··· Data section ···

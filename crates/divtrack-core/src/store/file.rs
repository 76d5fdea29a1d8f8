//! JSON file backend

use std::io::ErrorKind;
use std::path::{Path, PathBuf};

use async_trait::async_trait;
use chrono::NaiveDate;
use serde::{Deserialize, Serialize};
use tokio::sync::OnceCell;

use super::{validate_batch, DividendStore, StoreBackend};
use crate::error::Result;
use crate::merge::{merge, remove_ids, sort_for_listing};
use crate::models::{as_text, Amount, Dividend, DividendId};

/// On-disk form of a dividend. The amount is written as decimal text; numeric
/// amounts in older files still load.
#[derive(Serialize, Deserialize)]
#[serde(rename_all = "camelCase")]
struct StoredDividend {
    id: DividendId,
    user_id: String,
    date: NaiveDate,
    stock: String,
    #[serde(with = "as_text")]
    amount: Amount,
}

impl From<&Dividend> for StoredDividend {
    fn from(record: &Dividend) -> Self {
        Self {
            id: record.id,
            user_id: record.user_id.clone(),
            date: record.date,
            stock: record.stock.clone(),
            amount: record.amount,
        }
    }
}

impl From<StoredDividend> for Dividend {
    fn from(stored: StoredDividend) -> Self {
        Self::new(stored.id, stored.user_id, stored.date, stored.stock, stored.amount)
    }
}

/// Keeps every dividend in one pretty-printed JSON array.
///
/// Each write reads the whole file, merges in memory, and rewrites it in
/// place. There is no locking and no atomic rename, so concurrent writers can
/// lose updates and a crash mid-write can leave a truncated file. Only suitable
/// for a single low-traffic process.
pub struct FileDividendStore {
    path: PathBuf,
    directory: OnceCell<()>,
}

impl FileDividendStore {
    pub fn new(path: impl Into<PathBuf>) -> Self {
        Self {
            path: path.into(),
            directory: OnceCell::new(),
        }
    }

    pub fn path(&self) -> &Path {
        &self.path
    }

    async fn ensure_directory(&self) -> Result<()> {
        self.directory
            .get_or_try_init(|| async {
                if let Some(parent) = self
                    .path
                    .parent()
                    .filter(|parent| !parent.as_os_str().is_empty())
                {
                    tokio::fs::create_dir_all(parent).await?;
                }
                Ok::<(), crate::Error>(())
            })
            .await?;
        Ok(())
    }

    async fn read_all(&self) -> Result<Vec<Dividend>> {
        match tokio::fs::read_to_string(&self.path).await {
            Ok(content) if content.trim().is_empty() => Ok(Vec::new()),
            Ok(content) => {
                let stored: Vec<StoredDividend> = serde_json::from_str(&content)?;
                Ok(stored.into_iter().map(Dividend::from).collect())
            }
            Err(error) if error.kind() == ErrorKind::NotFound => Ok(Vec::new()),
            Err(error) => Err(error.into()),
        }
    }

    async fn write_all(&self, records: &[Dividend]) -> Result<()> {
        let stored: Vec<StoredDividend> = records.iter().map(StoredDividend::from).collect();
        let rendered = serde_json::to_string_pretty(&stored)?;
        tokio::fs::write(&self.path, rendered).await?;
        Ok(())
    }
}

#[async_trait]
impl DividendStore for FileDividendStore {
    async fn list_by_user(&self, user_id: &str) -> Result<Vec<Dividend>> {
        let mut records: Vec<Dividend> = self
            .read_all()
            .await?
            .into_iter()
            .filter(|record| record.belongs_to(user_id))
            .collect();
        sort_for_listing(&mut records);
        Ok(records)
    }

    async fn upsert_batch(&self, records: &[Dividend]) -> Result<()> {
        validate_batch(records)?;
        if records.is_empty() {
            return Ok(());
        }

        self.ensure_directory().await?;
        let existing = self.read_all().await?;
        let merged = merge(existing, records);
        self.write_all(&merged).await?;
        tracing::debug!(
            path = %self.path.display(),
            incoming = records.len(),
            total = merged.len(),
            "Rewrote dividends file"
        );
        Ok(())
    }

    async fn delete_batch(&self, user_id: &str, ids: &[DividendId]) -> Result<usize> {
        if ids.is_empty() {
            return Ok(0);
        }

        let existing = self.read_all().await?;
        let (remaining, removed) = remove_ids(existing, user_id, ids);
        if removed > 0 {
            self.write_all(&remaining).await?;
        }
        Ok(removed)
    }

    fn backend(&self) -> StoreBackend {
        StoreBackend::File
    }
}
//! Client-side synchronization with the dividends endpoint

mod client;
mod store;

pub use client::{DividendsApiClient, DividendsRemote, SyncError, SyncResult};
pub use store::{CacheOrigin, CacheSnapshot, SyncStore};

···

Filter the records above for "StoredDividend" and copy every matching line.

struct StoredDividend {
impl From<&Dividend> for StoredDividend {
impl From<StoredDividend> for Dividend {
    fn from(stored: StoredDividend) -> Self {
                let stored: Vec<StoredDividend> = serde_json::from_str(&content)?;
        let stored: Vec<StoredDividend> = records.iter().map(StoredDividend::from).collect();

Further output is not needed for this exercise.